SUPPLIED RECORDS.
--------------------
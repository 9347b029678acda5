// ABOUTME: Bounded in-session history of generated prompt versions
// ABOUTME: Oldest versions fall off once the history is full; nothing is persisted
//
// SPDX-License-Identifier: MIT OR Apache-2.0
// Copyright (c) 2025 Pierre Fitness Intelligence

use crate::constants::limits::DEFAULT_VERSION_HISTORY;
use chrono::{DateTime, Utc};
use serde::{Deserialize, Serialize};
use std::collections::VecDeque;
use uuid::Uuid;

/// One input/output pair produced during the session
#[derive(Debug, Clone, PartialEq, Eq, Serialize, Deserialize)]
#[serde(rename_all = "camelCase")]
pub struct Version {
    /// Unique id
    pub id: String,
    /// Raw user input
    pub input: String,
    /// Text shown to the user (model reply or rejection message)
    pub output: String,
    /// When the version was recorded
    pub created_at: DateTime<Utc>,
}

/// Newest-first history with a fixed capacity
#[derive(Debug, Clone)]
pub struct VersionHistory {
    entries: VecDeque<Version>,
    capacity: usize,
}

impl Default for VersionHistory {
    fn default() -> Self {
        Self::new(DEFAULT_VERSION_HISTORY)
    }
}

impl VersionHistory {
    /// History keeping at most `capacity` versions (at least one)
    #[must_use]
    pub fn new(capacity: usize) -> Self {
        let capacity = capacity.max(1);
        Self {
            entries: VecDeque::with_capacity(capacity),
            capacity,
        }
    }

    /// Record a version, dropping the oldest if full
    pub fn push(&mut self, input: impl Into<String>, output: impl Into<String>) -> Version {
        let version = Version {
            id: Uuid::new_v4().to_string(),
            input: input.into(),
            output: output.into(),
            created_at: Utc::now(),
        };
        self.entries.push_front(version.clone());
        self.entries.truncate(self.capacity);
        version
    }

    /// All versions, newest first
    #[must_use]
    pub fn list(&self) -> Vec<Version> {
        self.entries.iter().cloned().collect()
    }

    /// Most recent version
    #[must_use]
    pub fn latest(&self) -> Option<&Version> {
        self.entries.front()
    }

    /// Version by id
    #[must_use]
    pub fn get(&self, id: &str) -> Option<&Version> {
        self.entries.iter().find(|v| v.id == id)
    }

    /// Forget everything
    pub fn clear(&mut self) {
        self.entries.clear();
    }

    /// Number of versions held
    #[must_use]
    pub fn len(&self) -> usize {
        self.entries.len()
    }

    /// Whether the history is empty
    #[must_use]
    pub fn is_empty(&self) -> bool {
        self.entries.is_empty()
    }
}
--------------------
EXERCISE DESCRIPTION. Retype the data in full and match it exactly.

WRITTEN ANSWER.
repository 9347b029678acda5
// ABOUTME: Bounded in-session history of generated prompt versions
// ABOUTME: Oldest versions fall off once the history is full; nothing is persisted
//
// SPDX-License-Identifier: MIT OR Apache-2.0
// Copyright (c) 2025 Pierre Fitness Intelligence

use crate::constants::limits::DEFAULT_VERSION_HISTORY;
use chrono::{DateTime, Utc};
use serde::{Deserialize, Serialize};
use std::collections::VecDeque;
use uuid::Uuid;

/// One input/output pair produced during the session
#[derive(Debug, Clone, PartialEq, Eq, Serialize, Deserialize)]
#[serde(rename_all = "camelCase")]
pub struct Version {
    /// Unique id
    pub id: String,
    /// Raw user input
    pub input: String,
    /// Text shown to the user (model reply or rejection message)
    pub output: String,
    /// When the version was recorded
    pub created_at: DateTime<Utc>,
}

/// Newest-first history with a fixed capacity
#[derive(Debug, Clone)]
pub struct VersionHistory {
    entries: VecDeque<Version>,
    capacity: usize,
}

impl Default for VersionHistory {
    fn default() -> Self {
        Self::new(DEFAULT_VERSION_HISTORY)
    }
}

impl VersionHistory {
    /// History keeping at most `capacity` versions (at least one)
    #[must_use]
    pub fn new(capacity: usize) -> Self {
        let capacity = capacity.max(1);
        Self {
            entries: VecDeque::with_capacity(capacity),
            capacity,
        }
    }

    /// Record a version, dropping the oldest if full
    pub fn push(&mut self, input: impl Into<String>, output: impl Into<String>) -> Version {
        let version = Version {
            id: Uuid::new_v4().to_string(),
            input: input.into(),
            output: output.into(),
            created_at: Utc::now(),
        };
        self.entries.push_front(version.clone());
        self.entries.truncate(self.capacity);
        version
    }

    /// All versions, newest first
    #[must_use]
    pub fn list(&self) -> Vec<Version> {
        self.entries.iter().cloned().collect()
    }

    /// Most recent version
    #[must_use]
    pub fn latest(&self) -> Option<&Version> {
        self.entries.front()
    }

    /// Version by id
    #[must_use]
    pub fn get(&self, id: &str) -> Option<&Version> {
        self.entries.iter().find(|v| v.id == id)
    }

    /// Forget everything
    pub fn clear(&mut self) {
        self.entries.clear();
    }

    /// Number of versions held
    #[must_use]
    pub fn len(&self) -> usize {
        self.entries.len()
    }

    /// Whether the history is empty
    #[must_use]
    pub fn is_empty(&self) -> bool {
        self.entries.is_empty()
    }
}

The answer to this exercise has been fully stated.